(Saved data entries)
····················
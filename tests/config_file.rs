//! Integration tests for loading configuration files from disk.

use std::fs;
use std::time::Duration;
use tempfile::TempDir;

use allsky_capture::camera::{ImageFormat, ImageType};
use allsky_capture::config::{Config, ConfigError, DEFAULT_CONFIG};
use allsky_capture::profile::{Classification, ExposureMode};

fn write_config(dir: &TempDir, content: &str) -> std::path::PathBuf {
    let path = dir.path().join("config.toml");
    fs::write(&path, content).unwrap();
    path
}

#[test]
fn test_load_full_file() {
    let dir = TempDir::new().unwrap();
    let path = write_config(
        &dir,
        r#"
daytime_capture = false

[camera]
image_type = "raw16"
quality = 7
flip = 3

[day]
exposure_ms = 2.5
delay_ms = 15000

[night]
auto_exposure = false
exposure_ms = 25000
bin = 2

[mean]
enabled = true
threshold = 0.08

[location]
latitude = "33.9S"
longitude = "18.4E"
angle = "-12"

[output]
filename = "sky.png"
save_dir = "/var/allsky"
"#,
    );

    let config = Config::load(Some(&path)).unwrap();
    assert!(!config.daytime_capture);
    assert!(config.validate().is_ok());

    let settings = config.scheduler_settings().unwrap();
    assert_eq!(settings.image_type, ImageType::Raw16);
    assert_eq!(settings.output.format, ImageFormat::Png);
    assert_eq!(settings.output.file_stem, "sky");
    assert_eq!(settings.output.quality, Some(7));
    assert_eq!(settings.profiles.day.exposure_us, 2_500);
    assert_eq!(settings.profiles.day.delay, Duration::from_millis(15_000));
    assert_eq!(settings.profiles.night.exposure_us, 25_000_000);
    assert_eq!(settings.profiles.night.exposure_mode, ExposureMode::Manual);
    assert_eq!(settings.profiles.select(Classification::Night).bin, 2);
    assert!(settings.feedback.enabled);
    assert_eq!(settings.feedback.threshold, 0.08);

    let location = config.location().unwrap();
    assert!(location.latitude < 0.0);
    assert_eq!(location.angle, -12.0);
}

#[test]
fn test_default_template_loads() {
    let dir = TempDir::new().unwrap();
    let path = write_config(&dir, DEFAULT_CONFIG);
    let config = Config::load(Some(&path)).unwrap();
    assert_eq!(config, Config::default());
}

#[test]
fn test_explicit_missing_file_is_error() {
    let dir = TempDir::new().unwrap();
    let path = dir.path().join("missing.toml");
    assert!(matches!(
        Config::load(Some(&path)),
        Err(ConfigError::NotFound { .. })
    ));
}

#[test]
fn test_malformed_file_is_parse_error() {
    let dir = TempDir::new().unwrap();
    let path = write_config(&dir, "[night\nexposure_ms = ");
    let err = Config::load(Some(&path)).unwrap_err();
    assert!(matches!(err, ConfigError::Parse { .. }));
    assert!(err.to_string().contains("config.toml"));
}

#[test]
fn test_wrong_type_is_parse_error() {
    let dir = TempDir::new().unwrap();
    let path = write_config(&dir, "[night]\ndelay_ms = \"soon\"\n");
    assert!(matches!(
        Config::load(Some(&path)),
        Err(ConfigError::Parse { .. })
    ));
}

#[test]
fn test_invalid_values_fail_validation() {
    let dir = TempDir::new().unwrap();
    let path = write_config(&dir, "[mean]\nthreshold = 0.5\n");
    let config = Config::load(Some(&path)).unwrap();
    let err = config.validate().unwrap_err();
    assert!(err.to_string().contains("mean.threshold"));
}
····················
Required work: Every line above that has the string "join" needs to be copied.

Answer to the problem:
    let path = dir.path().join("config.toml");
    let path = dir.path().join("missing.toml");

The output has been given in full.